First, I want to talk to you about optimum fermentation temperatures. When you get your yeast look on the package and see what the supplier says is the optimum temperatures. The package of White Labs Irish Ale Yeast I have here says the optimum fermentation temperatures varies by style:
For Ales the temperature range is 65 to 69 degrees. For Wheat-Belgian beers the temperature range is 68 to 78 degrees and for Lager beers the temperature range is 50 to 55 degrees. So, depending on the beer style you are brewing the optimum fermentation temperature is going to be different. Now say that:
It’s All About Fermentation Temps!
If you are a brewer chances are you had that time where the fermentation temperature got way to high, the beer went nuts, clogged the air lock and then blew the air lock off the fermenter. I now use a blow off tube and bottle.
Tasting a lot of other people’s homebrew at events and homebrew club meetings and looking back on my earlier days of homebrewing and the mistakes that I made most of the faults come down with an issue of fermentation temperatures. In most cases the temperatures gets way too high and produce all sorts off flavors.
So, if there is one thing you can do to improve your beer the most, it is to control your fermentation temperatures.
By controlling your fermentation temperature, you can avoid most off flavors, such as:
Excessive esters: Every beer has esters in it, certain beers more than esters than others. German wheat beers for example have a lot of grade bubble gum and banana esters. British beers have esters, but it is a fault if there is to many of them and when the temperature gets too high they get really fruity and kind of nasty tasting.
Same thing with excessive phenols that plastic, vinyl, iodine taste and smell. You do not want excessive phenols in your beer and when the fermentation temperature gets out of control that’s what happens.
Other off flavors you can solve by controlling your fermentation temperature:
Diacetyl: That is the buttery, butterscotch, movie theater popcorn like flavor in your beer.
Solvent-Like: Is that paint thinner, nail polish remover (acetone), harsh, sharp taste and smell.
Alcoholic: flavor is the overpowering alcohol flavor, bitter, acetone, paint thinner. Same thing with that alcoholic flavor.
Acetaldehyde: Which is that green apple, rotten-apple flavor.
So, really if you can get a handle on this technic you can wipe out a lot of off flavors. Most importantly this really can give you a cleaner tasting beer. Often when you taste a beer that you don’t really know exactly what’s wrong with it, usually it comes down to issues of fermentation.
This method works best for American Ales and English Ales. So, your IPAs, Pale Ales, Amber Ales, Brown Ales, Stouts, Porters, and ESB (Extra Special Bitter). These are really the beer styles that most homebrewers are making these days.

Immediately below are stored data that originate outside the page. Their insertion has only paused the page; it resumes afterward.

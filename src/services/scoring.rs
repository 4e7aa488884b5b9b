// src/services/scoring.rs

//! Grading, scoring and progress rules.
//!
//! Every aggregation here is keyed by question id with at most one
//! contribution per question, so duplicate ledger rows (which the store
//! forbids anyway) can never inflate either side of the score ratio.

use std::collections::{HashMap, HashSet};

use serde_json::Value;

use crate::models::{
    attempt::{AnswerRecord, QuestionProgress},
    quiz::QuizItem,
};

/// A question's place and weight inside one quiz.
#[derive(Debug, Clone, Copy, PartialEq, Eq)]
pub struct Slot {
    pub question_id: i64,
    pub points: i32,
    pub position: i32,
}

impl From<&QuizItem> for Slot {
    fn from(item: &QuizItem) -> Self {
        Self {
            question_id: item.question.id,
            points: item.points,
            position: item.position,
        }
    }
}

/// Aggregate outcome of one attempt.
#[derive(Debug, Clone, Copy, PartialEq, Eq)]
pub struct ScoreSummary {
    pub score: i32,
    pub passed: bool,
    pub total_questions: i32,
    pub answered_questions: i32,
    pub total_points_earned: i64,
    pub total_possible_points: i64,
}

/// Canonical text form of a submitted answer.
///
/// Strings are taken verbatim. Booleans and numbers use their JSON spelling
/// (`true`, `42`), arrays and objects their compact JSON.
pub fn canonical_answer(value: &Value) -> String {
    match value {
        Value::String(s) => s.clone(),
        Value::Null => String::new(),
        other => other.to_string(),
    }
}

/// Exact match on the canonical representation.
pub fn grade(submitted: &str, correct_answer: &str, points: i32) -> (bool, i32) {
    let is_correct = submitted == correct_answer;
    (is_correct, if is_correct { points } else { 0 })
}

/// `round(100 * part / whole)`, or 0 for an empty whole.
pub fn percentage(part: i64, whole: i64) -> i32 {
    if whole <= 0 {
        return 0;
    }
    ((part as f64 * 100.0) / whole as f64).round() as i32
}

fn ledger_by_question(ledger: &[AnswerRecord]) -> HashMap<i64, &AnswerRecord> {
    ledger.iter().map(|r| (r.question_id, r)).collect()
}

/// Scores an attempt over the quiz's question set.
///
/// Possible points come from the question set, earned points from ledger rows
/// restricted to that set. Rows for questions outside the set are ignored.
pub fn score_attempt(slots: &[Slot], ledger: &[AnswerRecord], passing_score: i32) -> ScoreSummary {
    let answers = ledger_by_question(ledger);
    let mut seen = HashSet::with_capacity(slots.len());

    let mut possible: i64 = 0;
    let mut earned: i64 = 0;
    let mut answered: i32 = 0;

    for slot in slots {
        if !seen.insert(slot.question_id) {
            continue;
        }
        let points = slot.points.max(0);
        possible += i64::from(points);
        if let Some(record) = answers.get(&slot.question_id) {
            answered += 1;
            earned += i64::from(record.points_earned.clamp(0, points));
        }
    }

    let score = percentage(earned, possible);
    ScoreSummary {
        score,
        passed: score >= passing_score,
        total_questions: seen.len() as i32,
        answered_questions: answered,
        total_points_earned: earned,
        total_possible_points: possible,
    }
}

/// Per-question status in display order, plus the distinct answered count.
pub fn project_progress(slots: &[Slot], ledger: &[AnswerRecord]) -> (Vec<QuestionProgress>, i32) {
    let answers = ledger_by_question(ledger);
    let mut ordered: Vec<&Slot> = slots.iter().collect();
    ordered.sort_by_key(|s| (s.position, s.question_id));

    let mut seen = HashSet::with_capacity(slots.len());
    let mut answered = 0;
    let rows = ordered
        .into_iter()
        .filter(|s| seen.insert(s.question_id))
        .map(|slot| {
            let record = answers.get(&slot.question_id);
            if record.is_some() {
                answered += 1;
            }
            QuestionProgress {
                question_id: slot.question_id,
                position: slot.position,
                answered: record.is_some(),
                is_correct: record.map(|r| r.is_correct),
                points_earned: record.map_or(0, |r| r.points_earned),
            }
        })
        .collect();

    (rows, answered)
}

You can also use this method for other types of beers such as Lagers, Belgians, German beers but often these beers require a little more specialist fermentation temperature control.
Step 1. Pitch Low & Let Rise
What this means is adding the yeast at a little lower temperature than usual and let the temperature rise a couple of degrees. Let’s say that you normally chill your beer to 70 degrees and you do not have any temperature control and you just let it sit there. I am saying instead you chill it down to 66 degrees on the cooler side and then let it warm up a couple of degrees to the fermentation temperature of 68 degrees. What pitching low does, it gives you a good buffer if you do not have good temperature control. If you don’t have a chest freezer and thermostat and you are chilling to a warmer temperature saying low to mid 70s you are putting yourself in the danger zone, because the beer is going to heat up on its own anyways. You do not want to be in the mid to upper 70s, that is when those off flavors get produce. By pitching lower you are giving yourself a buffer zone. You’re also waking up the yeast a little bit by the free rise, so the yeast gets more active the warmer the temperature gets. So, that is step 1, pitch low and let the temperature rise over the course of a day or so.
Step 2. Hold the Temperature Steady
Hopefully you have some method of temperature control to be able to hold the temperature steady. Step 2 is holding at that temperature; 68 degrees is a good temperature for most beers. You want to hold that temperature through the bulk of fermentation. Say 90% of fermentation.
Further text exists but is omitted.